**Exercise aim**
Return all the entries. Match them word for word.

**Given data**
Start of Block

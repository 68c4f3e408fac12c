pub mod catalog;
pub mod config;
pub mod domain;
pub mod error;
pub mod launcher;
pub mod output;
pub mod runner;
pub mod sbatch;
pub mod token;
pub mod trains;
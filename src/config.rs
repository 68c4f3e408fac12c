use std::fs;
use std::path::PathBuf;

use camino::Utf8PathBuf;
use serde::{Deserialize, Serialize};

use crate::catalog::SampleCatalog;
use crate::error::LaunchError;

pub const DEFAULT_CONFIG_FILE: &str = "mc-launch.json";
pub const DEFAULT_MERGE_REPO: &str = "/software/markus/alice/SubstructureAnalysis";
pub const DEFAULT_DOWNLOAD_SCRIPT: &str = "runDownloadAndMergeMCBatch.sh";

#[derive(Debug, Default, Deserialize, Serialize)]
pub struct Config {
    #[serde(default)]
    pub schema_version: Option<u32>,
    #[serde(default)]
    pub samples: Option<SampleCatalog>,
    #[serde(default)]
    pub merge_repo: Option<Utf8PathBuf>,
    #[serde(default)]
    pub download_script: Option<String>,
    #[serde(default)]
    pub token_dir: Option<Utf8PathBuf>,
    #[serde(default)]
    pub token_tmp_dir: Option<Utf8PathBuf>,
    #[serde(default)]
    pub tools: ToolsEntry,
}

#[derive(Debug, Default, Deserialize, Serialize)]
pub struct ToolsEntry {
    #[serde(default)]
    pub sbatch: Option<String>,
    #[serde(default)]
    pub alien_ls: Option<String>,
    #[serde(default)]
    pub token_info: Option<String>,
    #[serde(default)]
    pub token_init: Option<String>,
}

#[derive(Debug, Clone, PartialEq, Eq)]
pub struct Tools {
    pub sbatch: String,
    pub alien_ls: String,
    pub token_info: String,
    pub token_init: String,
}

impl Default for Tools {
    fn default() -> Self {
        Self {
            sbatch: "sbatch".to_string(),
            alien_ls: "alien_ls".to_string(),
            token_info: "alien-token-info".to_string(),
            token_init: "alien-token-init".to_string(),
        }
    }
}

#[derive(Debug, Clone)]
pub struct ResolvedConfig {
    pub schema_version: u32,
    pub samples: SampleCatalog,
    pub merge_repo: Utf8PathBuf,
    pub download_script: String,
    /// `None` means the per-user default under `/software`.
    pub token_dir: Option<Utf8PathBuf>,
    pub token_tmp_dir: Utf8PathBuf,
    pub tools: Tools,
}

impl Default for ResolvedConfig {
    fn default() -> Self {
        ConfigLoader::resolve_config(Config::default())
    }
}

pub struct ConfigLoader;

impl ConfigLoader {
    pub fn resolve(path: Option<&str>) -> Result<ResolvedConfig, LaunchError> {
        let config_path = match path {
            Some(path) => PathBuf::from(path),
            None => PathBuf::from(DEFAULT_CONFIG_FILE),
        };

        if path.is_none() && !config_path.exists() {
            return Ok(ResolvedConfig::default());
        }

        let content = fs::read_to_string(&config_path)
            .map_err(|_| LaunchError::ConfigRead(config_path.clone()))?;
        let config: Config = serde_json::from_str(&content)
            .map_err(|err| LaunchError::ConfigParse(err.to_string()))?;

        Ok(Self::resolve_config(config))
    }

    pub fn resolve_config(config: Config) -> ResolvedConfig {
        let defaults = Tools::default();
        let tools = Tools {
            sbatch: config.tools.sbatch.unwrap_or(defaults.sbatch),
            alien_ls: config.tools.alien_ls.unwrap_or(defaults.alien_ls),
            token_info: config.tools.token_info.unwrap_or(defaults.token_info),
            token_init: config.tools.token_init.unwrap_or(defaults.token_init),
        };

        ResolvedConfig {
            schema_version: config.schema_version.unwrap_or(1),
            samples: config.samples.unwrap_or_else(SampleCatalog::builtin),
            merge_repo: config
                .merge_repo
                .unwrap_or_else(|| Utf8PathBuf::from(DEFAULT_MERGE_REPO)),
            download_script: config
                .download_script
                .unwrap_or_else(|| DEFAULT_DOWNLOAD_SCRIPT.to_string()),
            token_dir: config.token_dir,
            token_tmp_dir: config
                .token_tmp_dir
                .unwrap_or_else(|| Utf8PathBuf::from("/tmp")),
            tools,
        }
    }
}

#[cfg(test)]
mod tests {
    use super::*;

    #[test]
    fn empty_config_uses_defaults() {
        let resolved = ConfigLoader::resolve_config(Config::default());
        assert_eq!(resolved.schema_version, 1);
        assert_eq!(resolved.samples, SampleCatalog::builtin());
        assert_eq!(resolved.tools, Tools::default());
        assert_eq!(resolved.merge_repo, DEFAULT_MERGE_REPO);
        assert!(resolved.token_dir.is_none());
    }
}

End of Block

**Answer box**
repository 68c4f3e408fac12c
pub mod catalog;
pub mod config;
pub mod domain;
pub mod error;
pub mod launcher;
pub mod output;
pub mod runner;
pub mod sbatch;
pub mod token;
pub mod trains;
filename src/config.rs
repository 68c4f3e408fac12c
use std::fs;
use std::path::PathBuf;

use camino::Utf8PathBuf;
use serde::{Deserialize, Serialize};

use crate::catalog::SampleCatalog;
use crate::error::LaunchError;

pub const DEFAULT_CONFIG_FILE: &str = "mc-launch.json";
pub const DEFAULT_MERGE_REPO: &str = "/software/markus/alice/SubstructureAnalysis";
pub const DEFAULT_DOWNLOAD_SCRIPT: &str = "runDownloadAndMergeMCBatch.sh";

#[derive(Debug, Default, Deserialize, Serialize)]
pub struct Config {
    #[serde(default)]
    pub schema_version: Option<u32>,
    #[serde(default)]
    pub samples: Option<SampleCatalog>,
    #[serde(default)]
    pub merge_repo: Option<Utf8PathBuf>,
    #[serde(default)]
    pub download_script: Option<String>,
    #[serde(default)]
    pub token_dir: Option<Utf8PathBuf>,
    #[serde(default)]
    pub token_tmp_dir: Option<Utf8PathBuf>,
    #[serde(default)]
    pub tools: ToolsEntry,
}

#[derive(Debug, Default, Deserialize, Serialize)]
pub struct ToolsEntry {
    #[serde(default)]
    pub sbatch: Option<String>,
    #[serde(default)]
    pub alien_ls: Option<String>,
    #[serde(default)]
    pub token_info: Option<String>,
    #[serde(default)]
    pub token_init: Option<String>,
}

#[derive(Debug, Clone, PartialEq, Eq)]
pub struct Tools {
    pub sbatch: String,
    pub alien_ls: String,
    pub token_info: String,
    pub token_init: String,
}

impl Default for Tools {
    fn default() -> Self {
        Self {
            sbatch: "sbatch".to_string(),
            alien_ls: "alien_ls".to_string(),
            token_info: "alien-token-info".to_string(),
            token_init: "alien-token-init".to_string(),
        }
    }
}

#[derive(Debug, Clone)]
pub struct ResolvedConfig {
    pub schema_version: u32,
    pub samples: SampleCatalog,
    pub merge_repo: Utf8PathBuf,
    pub download_script: String,
    /// `None` means the per-user default under `/software`.
    pub token_dir: Option<Utf8PathBuf>,
    pub token_tmp_dir: Utf8PathBuf,
    pub tools: Tools,
}

impl Default for ResolvedConfig {
    fn default() -> Self {
        ConfigLoader::resolve_config(Config::default())
    }
}

pub struct ConfigLoader;

impl ConfigLoader {
    pub fn resolve(path: Option<&str>) -> Result<ResolvedConfig, LaunchError> {
        let config_path = match path {
            Some(path) => PathBuf::from(path),
            None => PathBuf::from(DEFAULT_CONFIG_FILE),
        };

        if path.is_none() && !config_path.exists() {
            return Ok(ResolvedConfig::default());
        }

        let content = fs::read_to_string(&config_path)
            .map_err(|_| LaunchError::ConfigRead(config_path.clone()))?;
        let config: Config = serde_json::from_str(&content)
            .map_err(|err| LaunchError::ConfigParse(err.to_string()))?;

        Ok(Self::resolve_config(config))
    }

    pub fn resolve_config(config: Config) -> ResolvedConfig {
        let defaults = Tools::default();
        let tools = Tools {
            sbatch: config.tools.sbatch.unwrap_or(defaults.sbatch),
            alien_ls: config.tools.alien_ls.unwrap_or(defaults.alien_ls),
            token_info: config.tools.token_info.unwrap_or(defaults.token_info),
            token_init: config.tools.token_init.unwrap_or(defaults.token_init),
        };

        ResolvedConfig {
            schema_version: config.schema_version.unwrap_or(1),
            samples: config.samples.unwrap_or_else(SampleCatalog::builtin),
            merge_repo: config
                .merge_repo
                .unwrap_or_else(|| Utf8PathBuf::from(DEFAULT_MERGE_REPO)),
            download_script: config
                .download_script
                .unwrap_or_else(|| DEFAULT_DOWNLOAD_SCRIPT.to_string()),
            token_dir: config.token_dir,
            token_tmp_dir: config
                .token_tmp_dir
                .unwrap_or_else(|| Utf8PathBuf::from("/tmp")),
            tools,
        }
    }
}

#[cfg(test)]
mod tests {
    use super::*;

    #[test]
    fn empty_config_uses_defaults() {
        let resolved = ConfigLoader::resolve_config(Config::default());
        assert_eq!(resolved.schema_version, 1);
        assert_eq!(resolved.samples, SampleCatalog::builtin());
        assert_eq!(resolved.tools, Tools::default());
        assert_eq!(resolved.merge_repo, DEFAULT_MERGE_REPO);
        assert!(resolved.token_dir.is_none());
    }
}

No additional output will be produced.